P. Horacio Bojorge, SJ.

Publicado por el autor en su blog.

[1] Publicado en el Blog Toma y Lee el viernes, 16 de septiembre de 2011 en la serie Desviaciones modernas en la interpretación de las Sagradas Escrituras (7bis de 8)

[2] Este articulo forma parte de una conferencia dada en el Centro Pieper, Mar del Plata, Argentina, el 7 de mayo de 2011 sobre los sentidos bíblicos y extrabíblicos, el literal y acomodado. Las acomodaciones abusivas en teología de la liberación (acomodaciones políticas) y en el psicologismo (acomodaciones psicologistas). En esta conferencia no hubo lugar para ocuparme de Eugen Drewermann

[3] Anselm Grün, Evangelio y Psicología Profunda, Narcea Ediciones, Madrid 2003, (Original Alemán: Tiefen-psychologische Schriftauslegung, 1988)

[4] Anselm Grün, Evangelio y Psicología Profunda, Ed. Narcea S.A. de Ediciones, Madrid 2003, 104 páginas. La cita en página 8. [Original alemán: Tiefen-psychologische Schriftauslegung, Vier-Türme-Verlag. Münsterschwarzbach 19881]
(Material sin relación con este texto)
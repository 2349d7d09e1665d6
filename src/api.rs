//! HTTP surface (spec §6): the credential mint plus the three plain
//! informational routes. The relay's actual traffic goes over `/connect`
//! (see `ws.rs`); everything here is request/response.

use axum::{
    extract::State,
    http::{HeaderValue, StatusCode},
    response::{IntoResponse, Response},
    Json,
};
use serde_json::json;
use std::{sync::Arc, time::Instant};

use crate::config::ServerConfig;
use crate::ids::{MintedPair, PairId, Token};
use crate::metrics::ClipSyncMetrics;
use crate::session::{Session, SessionRegistry};

#[derive(Clone)]
pub struct AppState {
    pub registry: SessionRegistry,
    pub config: Arc<ServerConfig>,
    pub metrics: Arc<ClipSyncMetrics>,
    pub started_at: Instant,
}

/// `GET /pair` — mints a new pair identifier and bearer token, seeds an
/// empty session, and starts its mint-TTL clock (spec §4.1). Collisions
/// are statistically negligible (1-in-16M per attempt) but retried
/// rather than assumed impossible.
pub async fn get_pair(State(state): State<AppState>) -> Response {
    let start = Instant::now();

    let pair_id = loop {
        let candidate = PairId::generate();
        if !state.registry.contains(&candidate) {
            break candidate;
        }
    };
    let token = Token::generate();

    state
        .registry
        .insert(Session::new(pair_id.clone(), token.clone()));
    state.metrics.pairs_minted_total.inc();
    state.metrics.active_pairs.set(state.registry.len() as f64);
    state.metrics.request_latency.observe(start.elapsed().as_secs_f64());

    let body = MintedPair { pair_id, token };
    let mut response = (StatusCode::OK, Json(body)).into_response();
    let headers = response.headers_mut();
    headers.insert("Cache-Control", HeaderValue::from_static("no-store"));
    headers.insert("Access-Control-Allow-Origin", HeaderValue::from_static("*"));
    response
}

/// `GET /health`
pub async fn get_health(State(state): State<AppState>) -> Response {
    let uptime = state.started_at.elapsed().as_secs();
    (StatusCode::OK, Json(json!({ "ok": true, "uptime": uptime }))).into_response()
}

/// `GET /`
pub async fn get_root() -> Response {
    (
        StatusCode::OK,
        [("Content-Type", "text/plain")],
        "ClipSync relay running",
    )
        .into_response()
}

/// `GET /metrics` — Prometheus text exposition.
pub async fn get_metrics(State(state): State<AppState>) -> Response {
    let prometheus = state.metrics.export_prometheus();
    (
        StatusCode::OK,
        [("Content-Type", "text/plain; version=0.0.4")],
        prometheus,
    )
        .into_response()
}

/// Any path/method not otherwise routed (spec §6: `404`, `text/plain`,
/// `Not found`).
pub async fn not_found() -> Response {
    (StatusCode::NOT_FOUND, [("Content-Type", "text/plain")], "Not found").into_response()
}
//! Heartbeat & reaper (spec §4.7): connection liveness sweep and
//! per-session idle/mint-TTL garbage collection.

use std::time::Instant;
use tracing::{debug, info};

use crate::config::ServerConfig;
use crate::protocol::ServerFrame;
use crate::session::{FileStatus, Role, SessionRegistry};

/// One tick of the connection-liveness sweep: for every session, for
/// every bound slot, terminate it if it missed the previous ping/pong
/// cycle, otherwise clear its flag and ping it.
///
/// `ping` is invoked for slots that stay open; the caller owns the
/// actual websocket ping frame since the slot only carries `ServerFrame`
/// values, not raw protocol frames.
pub async fn heartbeat_tick<F>(registry: &SessionRegistry, mut ping: F)
where
    F: FnMut(&str, Role),
{
    for (pair_id, handle) in registry.snapshot() {
        let mut session = handle.lock().await;
        for role in [Role::Pc, Role::App] {
            let Some(slot) = session.slot(role).clone() else {
                continue;
            };
            if !slot.is_open() {
                continue;
            }
            if slot.take_alive() {
                ping(pair_id.as_str(), role);
            } else {
                debug!(pair = %pair_id, role = role.as_str(), "heartbeat missed, terminating connection");
                // Disconnect path: pause active sends from this side,
                // notify the peer, release the slot.
                handle_disconnect(&mut session, role);
            }
        }
    }
}

/// Runs the disconnect path for `role`'s slot: closes it, pauses any file
/// it was sending, and notifies the remaining peer.
pub fn handle_disconnect(session: &mut crate::session::Session, role: Role) {
    if let Some(slot) = session.slot_mut(role).take() {
        slot.close(crate::session::CloseReason::HeartbeatTimeout);
    }

    let mut newly_paused = Vec::new();
    for file in session.files.values_mut() {
        if file.sender_role == role && file.status == FileStatus::Sending {
            file.status = FileStatus::Paused;
            file.touch();
            newly_paused.push(file.file_id.clone());
        }
    }
    for file_id in newly_paused {
        session.broadcast(ServerFrame::FilePaused {
            file_id,
            reason: Some("Sender disconnected".to_string()),
        });
    }

    session.send_to(
        role.other(),
        ServerFrame::PeerDisconnected {
            side: role.as_str().to_string(),
            message: format!("{} disconnected", role.as_str()),
        },
    );
    session.touch();
}

/// Why a session is being removed this tick, if at all.
enum Eviction {
    /// Mint TTL elapsed without the pair ever fully binding; any sole
    /// connected side still gets `{type: "expired"}` (spec §4.1).
    NeverBound,
    /// Both slots have been empty past `PAIR_CLEANUP_TIMEOUT`.
    IdlePair,
}

/// One tick of the per-session reaper: evicts stale file records and, if
/// both slots are empty for long enough (or the pair never fully bound
/// within its mint TTL), removes the session itself.
pub async fn reaper_tick(registry: &SessionRegistry, config: &ServerConfig) {
    let now = Instant::now();
    for (pair_id, handle) in registry.snapshot() {
        let eviction = {
            let mut session = handle.lock().await;

            let stale_files: Vec<String> = session
                .files
                .iter()
                .filter(|(_, file)| now.duration_since(file.last_activity) > config.file_cleanup_timeout())
                .map(|(file_id, _)| file_id.clone())
                .collect();
            for file_id in &stale_files {
                session.files.remove(file_id);
            }
            if !stale_files.is_empty() {
                debug!(pair = %pair_id, count = stale_files.len(), "reaped stale file records");
            }

            if !session.ever_fully_bound && now.duration_since(session.created_at) > config.mint_ttl() {
                Some(Eviction::NeverBound)
            } else if session.both_empty()
                && now.duration_since(session.last_activity) > config.pair_cleanup_timeout()
            {
                Some(Eviction::IdlePair)
            } else {
                None
            }
        };

        if let Some(eviction) = eviction {
            if matches!(eviction, Eviction::NeverBound) {
                let session = handle.lock().await;
                session.broadcast(ServerFrame::Expired {});
            }
            registry.remove(&pair_id);
            info!(pair = %pair_id, "reaped session");
        }
    }
}

#[cfg(test)]
mod tests {
    use super::*;
    use crate::ids::{PairId, Token};
    use crate::session::{ConnectionSlot, Session};
    use tokio::sync::mpsc;

    #[tokio::test]
    async fn heartbeat_pings_alive_connections_and_clears_flag() {
        let registry = SessionRegistry::new();
        let mut session = Session::new(PairId::generate(), Token::generate());
        let (tx, _rx) = mpsc::unbounded_channel();
        *session.slot_mut(Role::Pc) = Some(ConnectionSlot::new("Desktop".into(), tx));
        let pair_id = session.pair_id.clone();
        registry.insert(session);

        let mut pinged = Vec::new();
        heartbeat_tick(&registry, |pair, role| pinged.push((pair.to_string(), role))).await;

        assert_eq!(pinged, vec![(pair_id.as_str().to_string(), Role::Pc)]);
    }

    #[tokio::test]
    async fn heartbeat_terminates_connection_that_missed_a_cycle() {
        let registry = SessionRegistry::new();
        let mut session = Session::new(PairId::generate(), Token::generate());
        let (tx, _rx) = mpsc::unbounded_channel();
        let slot = ConnectionSlot::new("Desktop".into(), tx);
        slot.take_alive(); // simulate: already missed one cycle
        *session.slot_mut(Role::Pc) = Some(slot);
        registry.insert(session);

        heartbeat_tick(&registry, |_, _| {}).await;

        let handle = registry.snapshot().into_iter().next().unwrap().1;
        let session = handle.lock().await;
        assert!(session.pc.is_none());
    }

    #[tokio::test]
    async fn never_bound_pair_is_reaped_after_mint_ttl() {
        let registry = SessionRegistry::new();
        let mut config = ServerConfig::default();
        config.mint_ttl_secs = 0;
        let session = Session::new(PairId::generate(), Token::generate());
        let pair_id = session.pair_id.clone();
        registry.insert(session);

        tokio::time::sleep(std::time::Duration::from_millis(5)).await;
        reaper_tick(&registry, &config).await;

        assert!(!registry.contains(&pair_id));
    }
}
[5] David Friedrich Strauss, Das Leben Jesu kritisch bearbeitet, Tübingen 1836, p. 734.

[6] Dokumentation zur Jüngsten Entwicklung um Dr. Eugen Drewermann, Für das Ezbischöfliche Generalvikariat Paderborn herausgegeben von Hermann-Joseph Rick, Bonifatius Buch, Druck, Verlag, Paderborn 1991, Erste Auflage, 368 Seiten. Ergänzung volgte: Ergänzungslieferun zur erste Auflage, Paderborn 1992, 110 Seiten.